BEGIN

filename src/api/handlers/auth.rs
use axum::{
    extract::State,
    http::StatusCode,
    response::{IntoResponse, Redirect, Response},
    Form, Json,
};
use crate::api::dtos::requests::{CsrfForm, LoginForm};
use crate::api::extractors::auth::{
    rotate_session, set_session_cookies, AuthUser, ACCESS_COOKIE, REFRESH_COOKIE,
};
use crate::api::extractors::maybe_auth::MaybeAuthUser;
use crate::api::views::render;
use crate::domain::models::auth::{AuthResponse, UserProfile};
use crate::domain::services::user_service::verify_password;
use crate::error::AppError;
use crate::state::AppState;
use std::sync::Arc;
use tera::Context;
use tower_cookies::{Cookies, Cookie};
use tracing::{info, warn};

const BAD_CREDENTIALS: &str = "Invalid username or password";

pub async fn login_page(
    State(state): State<Arc<AppState>>,
    MaybeAuthUser(principal): MaybeAuthUser,
) -> Result<Response, AppError> {
    if principal.is_some() {
        return Ok(Redirect::to("/dashboard").into_response());
    }
    let mut ctx = Context::new();
    ctx.insert("username", "");
    Ok(render(&state.templates, "login.html", &ctx)?.into_response())
}

pub async fn login(
    State(state): State<Arc<AppState>>,
    cookies: Cookies,
    Form(form): Form<LoginForm>,
) -> Result<Response, AppError> {
    let user = state.user_directory.find_by_username(&form.username).await?;

    let user = match user {
        Some(user) if verify_password(&form.password, &user.password_hash)? => user,
        _ => {
            warn!("Failed login for username '{}'", form.username);
            let mut ctx = Context::new();
            ctx.insert("username", &form.username);
            ctx.insert("error", BAD_CREDENTIALS);
            let page = render(&state.templates, "login.html", &ctx)?;
            return Ok((StatusCode::UNAUTHORIZED, page).into_response());
        }
    };

    let (access_jwt, refresh_token, _csrf_token) = state.auth_service.login(&user).await?;

    set_session_cookies(&cookies, &state.config, &access_jwt, &refresh_token);

    info!("User logged in: {}", user.id);

    Ok(Redirect::to("/dashboard").into_response())
}

pub async fn refresh(
    State(state): State<Arc<AppState>>,
    cookies: Cookies,
) -> Result<impl IntoResponse, AppError> {
    let (user, (_, _, new_csrf)) = rotate_session(&state, &cookies).await?;

    info!("Token refreshed for user: {}", user.id);

    Ok(Json(AuthResponse {
        csrf_token: new_csrf,
        user: UserProfile {
            id: user.id,
            username: user.username,
            authorities: user.roles.authorities().into_iter().collect(),
        }
    }))
}

pub async fn logout(
    State(state): State<Arc<AppState>>,
    AuthUser(principal): AuthUser,
    cookies: Cookies,
    Form(form): Form<CsrfForm>,
) -> Result<impl IntoResponse, AppError> {
    principal.verify_csrf(&form.csrf_token)?;

    if let Some(cookie) = cookies.get(REFRESH_COOKIE) {
        if let Err(e) = state.auth_service.logout(cookie.value()).await {
            warn!("Failed to revoke refresh token for {}: {}", principal.user_id, e);
        }
    }

    cookies.remove(Cookie::build((ACCESS_COOKIE, "")).path("/").into());
    cookies.remove(Cookie::build((REFRESH_COOKIE, "")).path("/").into());

    info!("User logged out: {}", principal.user_id);

    Ok(Redirect::to("/login"))
}
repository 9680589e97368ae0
pub mod auth;
pub mod maybe_auth;
use crate::domain::{
    models::location::{City, Phase, State},
    ports::LocationRepository,
};
use crate::error::AppError;
use async_trait::async_trait;
use sqlx::SqlitePool;

pub struct SqliteLocationRepo {
    pool: SqlitePool,
}

impl SqliteLocationRepo {
    pub fn new(pool: SqlitePool) -> Self {
        Self { pool }
    }
}

#[async_trait]
impl LocationRepository for SqliteLocationRepo {
    async fn create_state(&self, state: &State) -> Result<State, AppError> {
        sqlx::query_as::<_, State>(
            "INSERT INTO states (id, name, state_code) VALUES (?, ?, ?) RETURNING id, name, state_code"
        )
            .bind(&state.id)
            .bind(&state.name)
            .bind(&state.state_code)
            .fetch_one(&self.pool)
            .await
            .map_err(AppError::from_db)
    }

    async fn list_states(&self) -> Result<Vec<State>, AppError> {
        sqlx::query_as::<_, State>("SELECT id, name, state_code FROM states ORDER BY name ASC")
            .fetch_all(&self.pool).await.map_err(AppError::Database)
    }

    async fn create_city(&self, city: &City) -> Result<City, AppError> {
        sqlx::query_as::<_, City>(
            "INSERT INTO cities (id, name, city_code, state_id) VALUES (?, ?, ?, ?) RETURNING id, name, city_code, state_id"
        )
            .bind(&city.id)
            .bind(&city.name)
            .bind(&city.city_code)
            .bind(&city.state_id)
            .fetch_one(&self.pool)
            .await
            .map_err(AppError::from_db)
    }

    async fn find_city(&self, id: &str) -> Result<Option<City>, AppError> {
        sqlx::query_as::<_, City>("SELECT id, name, city_code, state_id FROM cities WHERE id = ?")
            .bind(id)
            .fetch_optional(&self.pool).await.map_err(AppError::Database)
    }

    async fn list_cities(&self) -> Result<Vec<City>, AppError> {
        sqlx::query_as::<_, City>("SELECT id, name, city_code, state_id FROM cities ORDER BY name ASC")
            .fetch_all(&self.pool).await.map_err(AppError::Database)
    }

    async fn update_city(&self, city: &City) -> Result<City, AppError> {
        sqlx::query_as::<_, City>(
            "UPDATE cities SET name = ?, city_code = ?, state_id = ? WHERE id = ? RETURNING id, name, city_code, state_id"
        )
            .bind(&city.name)
            .bind(&city.city_code)
            .bind(&city.state_id)
            .bind(&city.id)
            .fetch_optional(&self.pool)
            .await
            .map_err(AppError::from_db)?
            .ok_or(AppError::NotFound("City not found".into()))
    }

    async fn delete_city(&self, id: &str) -> Result<(), AppError> {
        let result = sqlx::query("DELETE FROM cities WHERE id = ?")
            .bind(id)
            .execute(&self.pool)
            .await
            .map_err(AppError::from_db_delete)?;

        if result.rows_affected() == 0 {
            return Err(AppError::NotFound("City not found".into()));
        }
        Ok(())
    }

    async fn create_phase(&self, phase: &Phase) -> Result<Phase, AppError> {
        sqlx::query_as::<_, Phase>(
            "INSERT INTO phases (id, name, city_id) VALUES (?, ?, ?) RETURNING id, name, city_id"
        )
            .bind(&phase.id)
            .bind(&phase.name)
            .bind(&phase.city_id)
            .fetch_one(&self.pool)
            .await
            .map_err(AppError::from_db)
    }

    async fn list_phases(&self) -> Result<Vec<Phase>, AppError> {
        sqlx::query_as::<_, Phase>("SELECT id, name, city_id FROM phases ORDER BY name ASC")
            .fetch_all(&self.pool).await.map_err(AppError::Database)
    }
}
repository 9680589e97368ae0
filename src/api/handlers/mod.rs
pub mod auth;
pub mod dialog;
pub mod health;
pub mod location;
pub mod pages;
pub mod profile;
pub mod properties;
pub mod users;
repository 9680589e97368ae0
use std::sync::Arc;
use async_trait::async_trait;
use serde::Serialize;

use crate::domain::dialogs::{
    ensure_max_chars, DialogBackend, FormDraft, InvalidField, LOCATION_FIELD_MAX_CHARS,
};
use crate::domain::models::location::City;
use crate::domain::ports::LocationRepository;
use crate::error::AppError;

#[derive(Debug, Clone, Default, PartialEq, Serialize)]
pub struct CityDraft {
    pub name: String,
    pub city_code: String,
    pub state_id: String,
}

impl FormDraft for CityDraft {
    type Entity = City;

    const LABEL: &'static str = "City";

    fn from_entity(city: &City) -> Self {
        Self {
            name: city.name.clone(),
            city_code: city.city_code.clone(),
            state_id: city.state_id.clone(),
        }
    }

    fn missing_required(&self) -> Vec<&'static str> {
        [
            ("name", &self.name),
            ("city_code", &self.city_code),
            ("state_id", &self.state_id),
        ]
        .into_iter()
        .filter(|(_, value)| value.trim().is_empty())
        .map(|(name, _)| name)
        .collect()
    }

    fn apply_to(&self, city: &mut City) -> Result<(), InvalidField> {
        ensure_max_chars("name", &self.name, LOCATION_FIELD_MAX_CHARS)?;
        ensure_max_chars("city_code", &self.city_code, LOCATION_FIELD_MAX_CHARS)?;
        city.name = self.name.trim().to_string();
        city.city_code = self.city_code.trim().to_string();
        city.state_id = self.state_id.clone();
        Ok(())
    }
}

pub struct CityEditor {
    repo: Arc<dyn LocationRepository>,
}

impl CityEditor {
    pub fn new(repo: Arc<dyn LocationRepository>) -> Self {
        Self { repo }
    }
}

#[async_trait]
impl DialogBackend<CityDraft> for CityEditor {
    async fn persist(&self, city: &City, _draft: &CityDraft) -> Result<(), AppError> {
        self.repo.update_city(city).await.map(|_| ())
    }

    async fn remove(&self, city: &City) -> Result<(), AppError> {
        self.repo.delete_city(&city.id).await
    }
}
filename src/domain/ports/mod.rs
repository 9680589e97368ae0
use crate::domain::models::{
    auth::RefreshTokenRecord,
    location::{City, Phase, State},
    property::Property,
    user::User,
};
use crate::error::AppError;
use async_trait::async_trait;
use uuid::Uuid;

#[async_trait]
pub trait UserRepository: Send + Sync {
    async fn create(&self, user: &User) -> Result<User, AppError>;
    async fn find_by_username(&self, username: &str) -> Result<Option<User>, AppError>;
    async fn find_by_id(&self, id: &str) -> Result<Option<User>, AppError>;
    async fn list(&self) -> Result<Vec<User>, AppError>;
    async fn count(&self) -> Result<i64, AppError>;
    async fn update(&self, user: &User) -> Result<User, AppError>;
    async fn delete(&self, id: &str) -> Result<(), AppError>;
}

#[async_trait]
pub trait AuthRepository: Send + Sync {
    async fn create_refresh_token(&self, record: &RefreshTokenRecord) -> Result<(), AppError>;
    async fn find_refresh_token(&self, token_hash: &str) -> Result<Option<RefreshTokenRecord>, AppError>;
    async fn delete_refresh_token(&self, token_hash: &str) -> Result<(), AppError>;
    async fn delete_refresh_family(&self, family_id: Uuid) -> Result<(), AppError>;
    async fn delete_expired(&self) -> Result<u64, AppError>;
}

#[async_trait]
pub trait LocationRepository: Send + Sync {
    async fn create_state(&self, state: &State) -> Result<State, AppError>;
    async fn list_states(&self) -> Result<Vec<State>, AppError>;

    async fn create_city(&self, city: &City) -> Result<City, AppError>;
    async fn find_city(&self, id: &str) -> Result<Option<City>, AppError>;
    async fn list_cities(&self) -> Result<Vec<City>, AppError>;
    async fn update_city(&self, city: &City) -> Result<City, AppError>;
    async fn delete_city(&self, id: &str) -> Result<(), AppError>;

    async fn create_phase(&self, phase: &Phase) -> Result<Phase, AppError>;
    async fn list_phases(&self) -> Result<Vec<Phase>, AppError>;
}

#[async_trait]
pub trait PropertyRepository: Send + Sync {
    async fn create(&self, property: &Property) -> Result<Property, AppError>;
    async fn find_by_id(&self, id: &str) -> Result<Option<Property>, AppError>;
    async fn list(&self) -> Result<Vec<Property>, AppError>;
    async fn update(&self, property: &Property) -> Result<Property, AppError>;
    async fn delete(&self, id: &str) -> Result<(), AppError>;
}

/// Lookup and mutation of users, as consumed by the shell and the edit
/// dialogs. Persistence policy (password hashing, the meaning of an empty
/// password) lives behind this trait, never in the dialog.
#[async_trait]
pub trait UserDirectory: Send + Sync {
    async fn find_by_username(&self, username: &str) -> Result<Option<User>, AppError>;
    async fn find_by_id(&self, id: &str) -> Result<Option<User>, AppError>;
    async fn list_users(&self) -> Result<Vec<User>, AppError>;
    async fn create_user(&self, user: User, password: &str) -> Result<User, AppError>;
    /// Stores every field of `user`. An empty `new_password` keeps the
    /// current hash.
    async fn update_user_with_password(&self, user: &User, new_password: &str) -> Result<(), AppError>;
    async fn delete_user(&self, id: &str) -> Result<(), AppError>;
}
use std::sync::Arc;
use crate::domain::{
    models::{auth::{Claims, RefreshTokenRecord}, user::User},
    ports::AuthRepository
};
use crate::error::AppError;
use crate::config::Config;
use jsonwebtoken::{encode, EncodingKey, Header, Algorithm};
use uuid::Uuid;
use chrono::{Utc, Duration};
use rand::{distributions::Alphanumeric, Rng};
use sha2::{Sha256, Digest};

pub const ACCESS_TOKEN_AUDIENCE: &str = "pms-backoffice";

/// Access token, raw refresh token, CSRF token.
pub type TokenTriple = (String, String, String);

pub struct AuthService {
    repo: Arc<dyn AuthRepository>,
    config: Config,
    encoding_key: EncodingKey,
}

impl AuthService {
    pub fn new(repo: Arc<dyn AuthRepository>, config: Config) -> Result<Self, AppError> {
        let encoding_key = EncodingKey::from_ed_pem(config.jwt_secret_key.as_bytes())
            .map_err(|e| AppError::InternalWithMsg(format!("Invalid JWT private key PEM: {}", e)))?;

        Ok(Self { repo, config, encoding_key })
    }

    pub async fn login(&self, user: &User) -> Result<TokenTriple, AppError> {
        let purged = self.repo.delete_expired().await?;
        if purged > 0 {
            tracing::debug!("Purged {} expired refresh tokens", purged);
        }

        let family_id = Uuid::new_v4();
        let csrf_token = random_token(32);
        self.issue_token_pair(user, family_id, 1, csrf_token).await
    }

    /// Rotates a refresh token. The CSRF token stays that of the family.
    /// Presenting an expired token burns its whole family.
    pub async fn refresh(&self, raw_refresh_token: &str, user: &User) -> Result<TokenTriple, AppError> {
        let token_hash = self.hash_token(raw_refresh_token);

        let record = self.repo.find_refresh_token(&token_hash).await?
            .ok_or(AppError::Unauthorized)?;

        if record.expires_at < Utc::now() {
            self.repo.delete_refresh_family(record.family_id).await?;
            return Err(AppError::Unauthorized);
        }

        self.repo.delete_refresh_token(&token_hash).await?;
        self.issue_token_pair(user, record.family_id, record.generation_id + 1, record.csrf_token).await
    }

    pub async fn logout(&self, raw_refresh_token: &str) -> Result<(), AppError> {
        let token_hash = self.hash_token(raw_refresh_token);
        self.repo.delete_refresh_token(&token_hash).await
    }

    async fn issue_token_pair(
        &self,
        user: &User,
        family_id: Uuid,
        generation_id: i32,
        csrf_token: String,
    ) -> Result<TokenTriple, AppError> {
        let now = Utc::now();
        let exp = (now + Duration::minutes(15)).timestamp() as usize;

        let claims = Claims {
            iss: self.config.auth_issuer.clone(),
            sub: user.id.clone(),
            aud: ACCESS_TOKEN_AUDIENCE.to_string(),
            exp,
            iat: now.timestamp() as usize,
            jti: Uuid::new_v4().to_string(),
            username: user.username.clone(),
            authorities: user.roles.authorities().into_iter().collect(),
            csrf_token: csrf_token.clone(),
        };

        let access_token = encode(&Header::new(Algorithm::EdDSA), &claims, &self.encoding_key)
            .map_err(|e| {
                tracing::error!("JWT encoding failed: {}", e);
                AppError::Internal
            })?;

        let refresh_token = random_token(64);
        let refresh_token_hash = self.hash_token(&refresh_token);

        let refresh_record = RefreshTokenRecord {
            token_hash: refresh_token_hash,
            user_id: user.id.clone(),
            family_id,
            generation_id,
            csrf_token: csrf_token.clone(),
            expires_at: now + Duration::days(7),
            created_at: now,
        };

        self.repo.create_refresh_token(&refresh_record).await?;
        Ok((access_token, refresh_token, csrf_token))
    }

    pub fn hash_token(&self, token: &str) -> String {
        let mut hasher = Sha256::new();
        hasher.update(token.as_bytes());
        hex::encode(hasher.finalize())
    }
}

fn random_token(len: usize) -> String {
    rand::thread_rng().sample_iter(&Alphanumeric).take(len).map(char::from).collect()
}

END

» **AIM OF THE EXERCISE**: Go through the entries and copy every line that has "static".

» **ANSWER SECTION**:
    const LABEL: &'static str = "City";
    fn missing_required(&self) -> Vec<&'static str> {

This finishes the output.